DATASET CONTENT |
::::

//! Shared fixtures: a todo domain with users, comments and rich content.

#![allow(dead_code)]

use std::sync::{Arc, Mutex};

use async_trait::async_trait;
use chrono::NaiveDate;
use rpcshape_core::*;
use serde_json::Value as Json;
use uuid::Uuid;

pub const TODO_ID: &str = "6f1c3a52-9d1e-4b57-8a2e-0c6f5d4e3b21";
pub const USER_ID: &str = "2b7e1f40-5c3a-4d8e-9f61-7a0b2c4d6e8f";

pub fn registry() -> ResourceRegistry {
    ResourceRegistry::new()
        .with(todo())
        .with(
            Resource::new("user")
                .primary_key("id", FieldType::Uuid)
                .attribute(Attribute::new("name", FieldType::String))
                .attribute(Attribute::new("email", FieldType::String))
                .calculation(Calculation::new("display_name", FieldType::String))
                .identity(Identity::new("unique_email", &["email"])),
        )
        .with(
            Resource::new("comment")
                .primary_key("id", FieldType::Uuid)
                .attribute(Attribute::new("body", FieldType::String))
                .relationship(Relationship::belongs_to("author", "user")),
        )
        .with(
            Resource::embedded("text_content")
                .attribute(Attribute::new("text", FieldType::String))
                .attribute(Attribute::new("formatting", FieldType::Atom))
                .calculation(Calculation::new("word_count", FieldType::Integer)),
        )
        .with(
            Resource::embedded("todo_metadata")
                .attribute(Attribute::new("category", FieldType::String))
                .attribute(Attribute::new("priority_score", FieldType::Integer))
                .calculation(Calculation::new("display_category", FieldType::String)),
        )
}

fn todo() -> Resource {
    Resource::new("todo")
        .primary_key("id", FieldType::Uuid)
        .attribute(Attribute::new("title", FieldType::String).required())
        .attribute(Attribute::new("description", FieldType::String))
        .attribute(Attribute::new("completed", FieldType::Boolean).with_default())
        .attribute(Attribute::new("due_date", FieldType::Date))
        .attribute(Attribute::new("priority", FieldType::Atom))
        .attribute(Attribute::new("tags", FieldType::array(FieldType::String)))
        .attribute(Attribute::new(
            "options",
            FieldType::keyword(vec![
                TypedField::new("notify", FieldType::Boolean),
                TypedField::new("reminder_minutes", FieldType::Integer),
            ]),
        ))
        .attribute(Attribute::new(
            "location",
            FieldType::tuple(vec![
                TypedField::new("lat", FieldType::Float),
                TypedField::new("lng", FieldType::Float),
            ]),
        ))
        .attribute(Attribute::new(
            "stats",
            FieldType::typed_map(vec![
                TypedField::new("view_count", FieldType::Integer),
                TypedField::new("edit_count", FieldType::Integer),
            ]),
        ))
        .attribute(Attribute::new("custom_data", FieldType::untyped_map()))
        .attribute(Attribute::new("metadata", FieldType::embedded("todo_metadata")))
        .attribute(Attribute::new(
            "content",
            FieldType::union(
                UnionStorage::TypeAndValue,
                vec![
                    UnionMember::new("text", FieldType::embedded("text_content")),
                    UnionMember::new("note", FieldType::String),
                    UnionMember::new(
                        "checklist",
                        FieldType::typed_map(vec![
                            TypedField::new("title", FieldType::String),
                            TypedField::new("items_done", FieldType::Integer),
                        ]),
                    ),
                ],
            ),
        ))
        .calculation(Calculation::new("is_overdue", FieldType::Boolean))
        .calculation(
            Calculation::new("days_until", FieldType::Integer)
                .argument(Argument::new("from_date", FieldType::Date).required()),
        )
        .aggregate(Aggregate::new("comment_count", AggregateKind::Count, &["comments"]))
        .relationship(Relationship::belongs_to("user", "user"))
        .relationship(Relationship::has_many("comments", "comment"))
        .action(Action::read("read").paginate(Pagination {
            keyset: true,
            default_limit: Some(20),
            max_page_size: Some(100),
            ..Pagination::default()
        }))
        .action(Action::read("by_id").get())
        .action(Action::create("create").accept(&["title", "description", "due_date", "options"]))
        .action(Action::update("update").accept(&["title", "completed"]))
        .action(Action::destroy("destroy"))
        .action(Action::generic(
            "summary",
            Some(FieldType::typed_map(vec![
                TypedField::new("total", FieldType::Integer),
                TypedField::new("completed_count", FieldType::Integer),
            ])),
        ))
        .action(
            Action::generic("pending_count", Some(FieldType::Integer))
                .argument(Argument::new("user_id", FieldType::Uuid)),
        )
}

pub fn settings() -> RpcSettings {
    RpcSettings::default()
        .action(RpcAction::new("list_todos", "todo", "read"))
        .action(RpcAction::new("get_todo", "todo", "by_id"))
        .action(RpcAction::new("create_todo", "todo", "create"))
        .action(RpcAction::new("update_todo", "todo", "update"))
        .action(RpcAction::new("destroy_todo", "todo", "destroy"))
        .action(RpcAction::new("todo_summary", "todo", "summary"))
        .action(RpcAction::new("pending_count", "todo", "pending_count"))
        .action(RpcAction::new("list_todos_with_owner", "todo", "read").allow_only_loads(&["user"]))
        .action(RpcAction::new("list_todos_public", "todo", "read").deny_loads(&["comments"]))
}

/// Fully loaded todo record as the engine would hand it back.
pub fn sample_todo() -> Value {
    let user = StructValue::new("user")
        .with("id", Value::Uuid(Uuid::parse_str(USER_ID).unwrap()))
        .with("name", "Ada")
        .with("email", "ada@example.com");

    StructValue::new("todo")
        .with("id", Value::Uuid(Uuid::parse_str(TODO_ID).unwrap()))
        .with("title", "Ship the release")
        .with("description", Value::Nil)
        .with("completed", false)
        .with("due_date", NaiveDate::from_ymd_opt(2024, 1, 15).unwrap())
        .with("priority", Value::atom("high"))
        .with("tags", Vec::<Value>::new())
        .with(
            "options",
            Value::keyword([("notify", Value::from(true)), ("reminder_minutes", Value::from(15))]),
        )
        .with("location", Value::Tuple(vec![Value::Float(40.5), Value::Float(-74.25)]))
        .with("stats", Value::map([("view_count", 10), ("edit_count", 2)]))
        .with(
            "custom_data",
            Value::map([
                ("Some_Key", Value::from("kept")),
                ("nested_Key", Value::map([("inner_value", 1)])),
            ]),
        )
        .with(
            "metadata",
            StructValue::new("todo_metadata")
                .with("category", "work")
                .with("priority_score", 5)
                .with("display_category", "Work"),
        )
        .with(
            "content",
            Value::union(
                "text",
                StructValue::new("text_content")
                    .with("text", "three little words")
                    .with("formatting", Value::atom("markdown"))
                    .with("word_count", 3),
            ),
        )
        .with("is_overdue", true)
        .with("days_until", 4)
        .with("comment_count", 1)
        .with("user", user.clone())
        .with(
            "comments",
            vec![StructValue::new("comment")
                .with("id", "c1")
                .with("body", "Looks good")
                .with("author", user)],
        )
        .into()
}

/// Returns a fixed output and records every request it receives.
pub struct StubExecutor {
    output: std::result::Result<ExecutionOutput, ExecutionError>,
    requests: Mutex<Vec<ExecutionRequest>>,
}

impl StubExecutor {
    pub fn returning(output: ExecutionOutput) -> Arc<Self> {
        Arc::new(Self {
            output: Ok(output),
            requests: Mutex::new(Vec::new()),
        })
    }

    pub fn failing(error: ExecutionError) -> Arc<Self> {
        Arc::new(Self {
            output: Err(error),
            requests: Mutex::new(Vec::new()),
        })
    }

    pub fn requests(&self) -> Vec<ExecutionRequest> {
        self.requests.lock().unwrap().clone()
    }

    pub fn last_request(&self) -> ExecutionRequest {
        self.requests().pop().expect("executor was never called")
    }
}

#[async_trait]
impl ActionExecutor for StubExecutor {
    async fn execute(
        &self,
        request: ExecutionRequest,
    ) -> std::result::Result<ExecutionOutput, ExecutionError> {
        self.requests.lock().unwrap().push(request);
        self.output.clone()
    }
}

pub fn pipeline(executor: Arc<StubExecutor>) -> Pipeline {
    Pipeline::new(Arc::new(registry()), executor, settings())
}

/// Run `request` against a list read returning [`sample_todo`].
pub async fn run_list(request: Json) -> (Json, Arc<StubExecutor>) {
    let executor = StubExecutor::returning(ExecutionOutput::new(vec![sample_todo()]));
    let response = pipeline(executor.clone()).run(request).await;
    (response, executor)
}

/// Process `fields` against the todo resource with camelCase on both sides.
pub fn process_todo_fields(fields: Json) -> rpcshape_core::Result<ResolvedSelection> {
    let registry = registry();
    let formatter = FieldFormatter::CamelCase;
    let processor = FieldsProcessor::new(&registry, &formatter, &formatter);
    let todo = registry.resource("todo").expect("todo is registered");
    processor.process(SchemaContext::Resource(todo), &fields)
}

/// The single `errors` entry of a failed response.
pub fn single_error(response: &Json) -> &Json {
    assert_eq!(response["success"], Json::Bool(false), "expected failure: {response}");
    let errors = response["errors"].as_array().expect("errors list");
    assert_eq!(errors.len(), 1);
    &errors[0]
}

::::

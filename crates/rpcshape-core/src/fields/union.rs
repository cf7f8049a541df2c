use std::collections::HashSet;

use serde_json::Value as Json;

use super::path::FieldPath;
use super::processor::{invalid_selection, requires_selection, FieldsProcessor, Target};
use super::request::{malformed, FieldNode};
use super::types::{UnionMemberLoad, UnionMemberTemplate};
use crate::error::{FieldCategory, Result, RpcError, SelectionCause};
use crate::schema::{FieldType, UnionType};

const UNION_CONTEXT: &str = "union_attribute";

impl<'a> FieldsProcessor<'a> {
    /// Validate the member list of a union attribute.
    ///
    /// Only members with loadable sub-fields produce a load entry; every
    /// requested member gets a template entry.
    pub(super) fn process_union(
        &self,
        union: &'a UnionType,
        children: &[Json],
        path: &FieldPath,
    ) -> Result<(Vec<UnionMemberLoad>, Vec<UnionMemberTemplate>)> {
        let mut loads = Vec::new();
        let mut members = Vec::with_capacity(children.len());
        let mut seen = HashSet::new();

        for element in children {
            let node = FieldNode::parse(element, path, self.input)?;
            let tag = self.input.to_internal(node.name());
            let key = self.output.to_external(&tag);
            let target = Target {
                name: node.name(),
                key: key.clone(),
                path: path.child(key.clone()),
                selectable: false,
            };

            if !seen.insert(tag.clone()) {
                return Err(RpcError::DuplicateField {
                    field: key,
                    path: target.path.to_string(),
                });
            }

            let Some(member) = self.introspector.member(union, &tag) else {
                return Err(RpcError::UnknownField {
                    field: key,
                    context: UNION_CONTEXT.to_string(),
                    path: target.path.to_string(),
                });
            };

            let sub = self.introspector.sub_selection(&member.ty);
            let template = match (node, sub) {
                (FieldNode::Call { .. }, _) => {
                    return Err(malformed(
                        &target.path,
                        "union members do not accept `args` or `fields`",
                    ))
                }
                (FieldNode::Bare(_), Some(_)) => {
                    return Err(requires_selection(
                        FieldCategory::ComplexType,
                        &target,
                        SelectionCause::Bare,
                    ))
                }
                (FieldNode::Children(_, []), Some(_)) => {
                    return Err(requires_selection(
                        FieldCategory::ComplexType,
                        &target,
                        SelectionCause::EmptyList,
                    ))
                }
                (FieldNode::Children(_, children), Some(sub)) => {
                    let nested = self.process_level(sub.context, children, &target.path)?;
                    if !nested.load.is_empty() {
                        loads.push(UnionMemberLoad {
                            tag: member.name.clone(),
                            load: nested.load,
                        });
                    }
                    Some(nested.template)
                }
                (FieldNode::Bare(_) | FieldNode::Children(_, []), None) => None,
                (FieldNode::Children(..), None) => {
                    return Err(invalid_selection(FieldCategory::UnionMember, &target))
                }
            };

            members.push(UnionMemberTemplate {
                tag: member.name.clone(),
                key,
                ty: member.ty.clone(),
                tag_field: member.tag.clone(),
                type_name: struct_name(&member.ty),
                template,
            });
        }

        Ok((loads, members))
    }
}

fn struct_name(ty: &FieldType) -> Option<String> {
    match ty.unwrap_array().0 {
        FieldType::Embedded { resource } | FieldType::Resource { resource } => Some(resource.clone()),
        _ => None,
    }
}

::::

WORK REQUIRED |
Search the listing for "relationship" and copy each line holding it.

SOLUTION TO THIS PROBLEM |
                .relationship(Relationship::belongs_to("author", "user")),
        .relationship(Relationship::belongs_to("user", "user"))
        .relationship(Relationship::has_many("comments", "comment"))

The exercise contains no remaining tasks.